分局的民警立刻调整侦查方向,将重点对准了国庆一行人。所有人都按规矩办事,手里没有实打实的人证物证,谁也不会贸然上门抓人。公安民警分成好几路,悄悄在外围摸排走访,睁大眼睛四处打探,一心要找到当日动手行凶的那伙人。
另一边,赵奎打发走来报信的人后,独自留在屋里,来回踱了好几圈。他抬手揉了揉眉心,嘴角抿成一条直线,神色反复变幻。国庆是块难啃的硬骨头,留着始终是隐患,可周小光实打实是自己的合作伙伴,俩人有实打实的生意往来,他实在不想看着对方被这场风波拖下水,平白惹上麻烦。
转眼到了周日,赵奎思来想去,还是决定给周小光递个信。他伸手拿起桌上的电话机,手指拨出一串号码。
县城国道旁边这家小卖部,既是烟酒杂货铺,还摆着一部公用电话,周边邻里、生意人大多都会来这儿打电话、接电话。接起听筒的正是徐老师的妻子,她平日里除了照看小卖部,同时也是周小光店里的店员。

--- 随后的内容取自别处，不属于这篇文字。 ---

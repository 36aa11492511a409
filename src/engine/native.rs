//! Built-in editing behavior: what happens to the tree when nobody above
//! the engine claims a key.

use std::{cmp::Ordering, collections::HashSet};

use super::Transaction;
use super::node::{ElementKind, FormatType, ListType, NodeData, NodeKey, TextFormat, TextNode};
use super::selection::{
    NodeSelection, Point, PointKind, RangeSelection, Selection, after_node, before_node,
    block_len, block_offset, caret_block_of, caret_blocks, inline_leaves, is_caret_block,
    leaf_len, point_in_block,
};
use super::text::{char_to_byte_idx, next_word_boundary, previous_word_boundary};
use super::tree::Tree;
use crate::error::{EditorError, Result};

const OBJECT_REPLACEMENT: char = '\u{FFFC}';

#[derive(Clone, Copy, Debug, PartialEq, Eq)]
pub enum CaretMove {
    Left,
    Right,
    Up,
    Down,
    WordLeft,
    WordRight,
    LineStart,
    LineEnd,
}

/// Text of a caret block where every non-text leaf counts as one character.
pub fn block_text(tree: &Tree, block: NodeKey) -> String {
    let mut out = String::new();
    for leaf in inline_leaves(tree, block) {
        match tree.data(leaf) {
            Some(NodeData::Text(text)) => out.push_str(&text.text),
            Some(NodeData::LineBreak) => out.push('\n'),
            Some(_) => out.push(OBJECT_REPLACEMENT),
            None => {}
        }
    }
    out
}

/// Format of the text a caret at `point` would continue.
pub fn format_at(tree: &Tree, point: Point) -> TextFormat {
    match (point.kind, tree.data(point.key)) {
        (PointKind::Text, Some(NodeData::Text(text))) => text.format,
        _ => TextFormat::NONE,
    }
}

/// Text nodes that carry at least one selected character. A collapsed
/// range yields the text node under the caret, if any.
pub fn selected_text_nodes(tree: &Tree, range: &RangeSelection) -> Vec<NodeKey> {
    let (start, end) = range.ordered(tree);
    range
        .nodes(tree)
        .into_iter()
        .filter(|key| tree.is_text(*key))
        .filter(|key| {
            if range.is_collapsed() {
                return true;
            }
            let len = tree.text_len(*key);
            let starts_at_end = start.kind == PointKind::Text && start.key == *key && start.offset >= len;
            let ends_at_start = end.kind == PointKind::Text && end.key == *key && end.offset == 0;
            len > 0 && !starts_at_end && !ends_at_start
        })
        .collect()
}

pub fn is_block_empty(tree: &Tree, key: NodeKey) -> bool {
    tree.children(key)
        .iter()
        .all(|child| tree.text(*child).is_some_and(str::is_empty))
}

fn previous_caret_block(tree: &Tree, block: NodeKey) -> Option<NodeKey> {
    let blocks = caret_blocks(tree);
    let index = blocks.iter().position(|candidate| *candidate == block)?;
    index.checked_sub(1).and_then(|idx| blocks.get(idx).copied())
}

fn next_caret_block(tree: &Tree, block: NodeKey) -> Option<NodeKey> {
    let blocks = caret_blocks(tree);
    let index = blocks.iter().position(|candidate| *candidate == block)?;
    blocks.get(index + 1).copied()
}

/// First caret block at or after `point`.
fn resolve_start(tree: &Tree, point: Point) -> Option<(NodeKey, usize)> {
    if let Some(found) = block_offset(tree, point) {
        return Some(found);
    }
    caret_blocks(tree)
        .into_iter()
        .find(|block| Point::element(*block, 0).compare(&point, tree) != Ordering::Less)
        .map(|block| (block, 0))
}

/// Last caret block at or before `point`.
fn resolve_end(tree: &Tree, point: Point) -> Option<(NodeKey, usize)> {
    if let Some(found) = block_offset(tree, point) {
        return Some(found);
    }
    caret_blocks(tree)
        .into_iter()
        .rev()
        .find(|block| {
            let end = Point::element(*block, tree.child_count(*block));
            end.compare(&point, tree) != Ordering::Greater
        })
        .map(|block| (block, block_len(tree, block)))
}

fn previous_node_up(tree: &Tree, key: NodeKey) -> Option<NodeKey> {
    let root = tree.root();
    tree.ancestors(key)
        .take_while(|candidate| *candidate != root)
        .find_map(|candidate| tree.previous_sibling(candidate))
}

fn next_node_up(tree: &Tree, key: NodeKey) -> Option<NodeKey> {
    let root = tree.root();
    tree.ancestors(key)
        .take_while(|candidate| *candidate != root)
        .find_map(|candidate| tree.next_sibling(candidate))
}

听见听筒里传来赵奎的声音,她立马挺直身子,手里擦柜台的抹布也停在了半空,耳朵贴紧听筒,认真听着对方说话。得知是要转告周小光重要事情,她连连点头应下,嘴上轻声应着:“行,我记牢了,等他过来我一准原话带到。”
挂了电话,她把抹布搭在柜台边,站在原地琢磨了片刻。眼下还是白天,周小光白天要上学,向来都是晚上八点左右,准时到店里对账盘货。这是关乎老板的要紧事,贸然跑去家里通知反而不妥,万一走漏了风声更是麻烦。打定主意后,她便按捺住心思,该整理货品整理货品,迎来送往招呼进店的客人,全程神色如常,半点没在外人面前露出异样。

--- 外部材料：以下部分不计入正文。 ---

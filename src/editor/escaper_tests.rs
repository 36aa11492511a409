use super::*;

use crate::config::EditorConfig;
use crate::engine::{ElementKind, ListType, NodeData, Point};

fn key(code: KeyCode) -> KeyEvent {
    KeyEvent::new(code, KeyModifiers::NONE)
}

fn element(tree: &mut Tree, parent: NodeKey, kind: ElementKind) -> NodeKey {
    let key = tree.create(NodeData::Element(kind));
    tree.append(parent, key).unwrap();
    key
}

fn with_text(tree: &mut Tree, parent: NodeKey, kind: ElementKind, text: &str) -> NodeKey {
    let key = element(tree, parent, kind);
    if !text.is_empty() {
        let text = tree.create_text(text);
        tree.append(key, text).unwrap();
    }
    key
}

/// A quote holding a bullet list with one item per entry.
fn quoted_list(items: &[&str]) -> (Tree, NodeKey, Vec<NodeKey>) {
    let mut tree = Tree::new();
    let root = tree.root();
    let quote = element(&mut tree, root, ElementKind::Quote);
    let list = element(&mut tree, quote, ElementKind::List(ListType::Bullet));
    let keys = items
        .iter()
        .map(|text| with_text(&mut tree, list, ElementKind::ListItem, text))
        .collect();
    (tree, quote, keys)
}

fn editor_at(tree: Tree, caret: Point) -> Editor {
    let mut editor = Editor::with_state(EditorConfig::default(), EditorState::new(tree));
    editor
        .update(|tx| {
            tx.set_caret(caret);
            Ok(())
        })
        .unwrap();
    editor
}

fn top_level(editor: &Editor) -> Vec<NodeKey> {
    editor.tree().children(editor.tree().root()).to_vec()
}

fn is_quote(editor: &Editor, key: NodeKey) -> bool {
    editor.tree().is_kind(key, ElementKind::is_quote)
}

#[test]
fn enter_in_a_trailing_empty_item_leaves_the_list_then_the_quote() {
    let (tree, quote, items) = quoted_list(&["one", ""]);
    let mut editor = editor_at(tree, Point::element(items[1], 0));

    assert!(editor.handle_key(key(KeyCode::Enter)).unwrap());

    let tree = editor.tree();
    let children = tree.children(quote).to_vec();
    assert_eq!(children.len(), 2);
    assert!(tree.is_kind(children[0], ElementKind::is_list));
    assert_eq!(tree.child_count(children[0]), 1);
    assert!(tree.is_paragraph(children[1]));
    assert_eq!(editor.state().collapsed_anchor(), Some(Point::element(children[1], 0)));

    assert!(editor.handle_key(key(KeyCode::Enter)).unwrap());

    let top = top_level(&editor);
    assert_eq!(top.len(), 2);
    assert!(is_quote(&editor, top[0]));
    assert!(editor.tree().is_paragraph(top[1]));
    assert_eq!(editor.tree().child_count(quote), 1);
    assert_eq!(editor.state().collapsed_anchor(), Some(Point::element(top[1], 0)));
}

#[test]
fn enter_in_a_middle_empty_item_splits_the_quote() {
    let (tree, _, items) = quoted_list(&["one", "", "three"]);
    let mut editor = editor_at(tree, Point::element(items[1], 0));

    assert!(editor.escape_on_enter().unwrap());

    let top = top_level(&editor);
    assert_eq!(top.len(), 3);
    assert!(is_quote(&editor, top[0]));
    assert!(editor.tree().is_paragraph(top[1]));
    assert!(is_quote(&editor, top[2]));
    assert_eq!(editor.tree().text_content(top[0]), "one");
    assert_eq!(editor.tree().text_content(top[2]), "three");
    assert_eq!(editor.state().collapsed_anchor(), Some(Point::element(top[1], 0)));
}

#[test]
fn enter_in_an_empty_quoted_paragraph_splits_around_it() {
    let mut tree = Tree::new();
    let root = tree.root();
    let quote = element(&mut tree, root, ElementKind::Quote);
    with_text(&mut tree, quote, ElementKind::Paragraph, "before");
    let empty = with_text(&mut tree, quote, ElementKind::Paragraph, "");
    with_text(&mut tree, quote, ElementKind::Paragraph, "after");
    let mut editor = editor_at(tree, Point::element(empty, 0));

    assert!(editor.escape_on_enter().unwrap());

    let top = top_level(&editor);
    assert_eq!(top.len(), 3);
    assert_eq!(editor.tree().text_content(top[0]), "before");
    assert!(editor.tree().is_paragraph(top[1]));
    assert_eq!(editor.tree().text_content(top[2]), "after");
    assert!(!editor.tree().is_attached(empty));
}

#[test]
fn enter_with_text_in_a_quote_is_left_to_the_engine() {
    let mut tree = Tree::new();
    let root = tree.root();
    let quote = element(&mut tree, root, ElementKind::Quote);
    let paragraph = with_text(&mut tree, quote, ElementKind::Paragraph, "quoted");
    let text = tree.first_child(paragraph).unwrap();
    let mut editor = editor_at(tree, Point::text(text, 6));

    assert!(!editor.escape_on_enter().unwrap());

    assert!(editor.handle_key(key(KeyCode::Enter)).unwrap());
    assert_eq!(editor.tree().child_count(quote), 2);
    assert_eq!(top_level(&editor).len(), 1);
}

#[test]
fn enter_outside_a_quote_is_not_an_escape() {
    let mut tree = Tree::new();
    let root = tree.root();
    let list = element(&mut tree, root, ElementKind::List(ListType::Bullet));
    let item = with_text(&mut tree, list, ElementKind::ListItem, "");
    let mut editor = editor_at(tree, Point::element(item, 0));

    assert!(!editor.escape_on_enter().unwrap());
}
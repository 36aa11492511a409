//! Terminal layout of a document: wrapped, styled lines plus the cell every
//! caret position landed on. [`Layout`] is also the [`CaretSurface`] the
//! editor measures popover placement against.

use std::collections::HashMap;
use std::str::FromStr;

use ratatui::{
    layout::Rect,
    style::{Color, Modifier, Style},
    text::{Line, Span},
};
use unicode_width::UnicodeWidthChar;

use crate::editor::{CaretSurface, SelectionMarks};
use crate::engine::selection::{block_offset, caret_blocks, is_caret_block};
use crate::engine::{
    DecoratorNode, ElementKind, FormatType, HeadingTag, ListType, NodeData, NodeKey, Point,
    Selection, TextNode, Tree, UploadStatus,
};
use crate::theme::Theme;

const MIN_RULE_WIDTH: usize = 4;

#[derive(Clone, Copy, Debug, PartialEq, Eq)]
pub struct CursorVisualPosition {
    pub line: usize,
    pub column: u16,
}

/// A laid out document.
#[derive(Debug)]
pub struct Layout {
    lines: Vec<Line<'static>>,
    caret_map: Vec<(Point, CursorVisualPosition)>,
    area: Rect,
    scroll_top: usize,
}

impl Layout {
    pub fn build(
        tree: &Tree,
        selection: Option<&Selection>,
        marks: &SelectionMarks,
        width: usize,
        theme: &Theme,
    ) -> Self {
        let mut renderer = Renderer::new(tree, selection, marks, width.max(1), theme);
        renderer.render_root();
        renderer.finish()
    }

    pub fn lines(&self) -> &[Line<'static>] {
        &self.lines
    }

    pub fn total_lines(&self) -> usize {
        self.lines.len()
    }

    pub fn position_of(&self, point: Point) -> Option<CursorVisualPosition> {
        self.caret_map
            .iter()
            .find(|(candidate, _)| *candidate == point)
            .map(|(_, position)| *position)
    }

    /// Where the layout is drawn and how far it is scrolled.
    pub fn set_viewport(&mut self, area: Rect, scroll_top: usize) {
        self.area = area;
        self.scroll_top = scroll_top;
    }

    pub fn scroll_top(&self) -> usize {
        self.scroll_top
    }

    /// Screen cell of `point`, if it is inside the viewport.
    pub fn screen_position(&self, point: Point) -> Option<(u16, u16)> {
        let position = self.position_of(point)?;
        let visible = self.scroll_top..self.scroll_top + self.area.height as usize;
        if !visible.contains(&position.line) || self.area.width == 0 {
            return None;
        }
        let y = self.area.y + (position.line - self.scroll_top) as u16;
        let x = self.area.x + position.column.min(self.area.width - 1);
        Some((x, y))
    }
}

impl CaretSurface for Layout {
    fn caret_rect(&self, caret: Point) -> Option<Rect> {
        let (x, y) = self.screen_position(caret)?;
        Some(Rect::new(x, y, 1, 1))
    }

    // Cells are measured exactly, so a marker finds the same cell.
    fn caret_rect_with_marker(&self, caret: Point) -> Option<Rect> {
        self.caret_rect(caret)
    }

    fn line_height(&self, _caret: Point) -> u16 {
        1
    }

    fn root_origin(&self) -> Rect {
        self.area
    }
}

/// Selection bounds as (caret block index, offset) pairs.
type SelectionBounds = ((usize, usize), (usize, usize));

struct Renderer<'a> {
    tree: &'a Tree,
    marks: &'a SelectionMarks,
    theme: &'a Theme,
    wrap_width: usize,
    block_index: HashMap<NodeKey, usize>,
    selected: Option<SelectionBounds>,
    lines: Vec<Line<'static>>,
    caret_map: Vec<(Point, CursorVisualPosition)>,
}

天色慢慢暗下来,墙上的挂钟指针一点点挪到八点。门外传来熟悉的脚步声,周小光掀开门帘走了进来。
徐老师的妻子见状,立刻停下手里的活,左右快速扫了一眼,确认店里没有旁人,这才快步迎上前,身子微微前倾,压低了音量,眼神里带着几分谨慎。她凑近周小光,一字一句把赵奎打电话捎来的消息完整复述了一遍,说话时语速不快,每一个细节都讲得清清楚楚。
说完之后,她站在一旁,双手自然垂在身前,目光落在周小光脸上,静静等着对方反应。
周小光原本放松的面部瞬间僵住,眼皮快速往下耷拉,眉头直接皱紧,两条眉毛死死挤在一起。他嘴角紧紧闭拢,上下牙轻轻咬紧,两侧腮肉微微收紧,原本自然垂落的双手,十指默默攥紧,手臂线条绷得笔直。
他瞬间就清楚了所有门道。这事根本不是气国庆,最让他恼火的是赵奎。
赵奎靠着自己的人脉和阅历,硬生生把这场案子的幕后关联全部猜透。猜到真相之后,他没有选择闭口不谈,也没有顾及和周小光的合作关系,反而主动找到市里的领导,偷偷泄露线索,拿这件事给自己做人情、铺关系。
一边和自己合伙做生意,表面和气安稳,背地里私自通风报信,出卖身边人。
周小光压下脸上所有的情绪,没有瞪眼,没有失态,没有任何夸张的动作,整个人看着和平时没有两样,唯独浑身状态格外紧绷。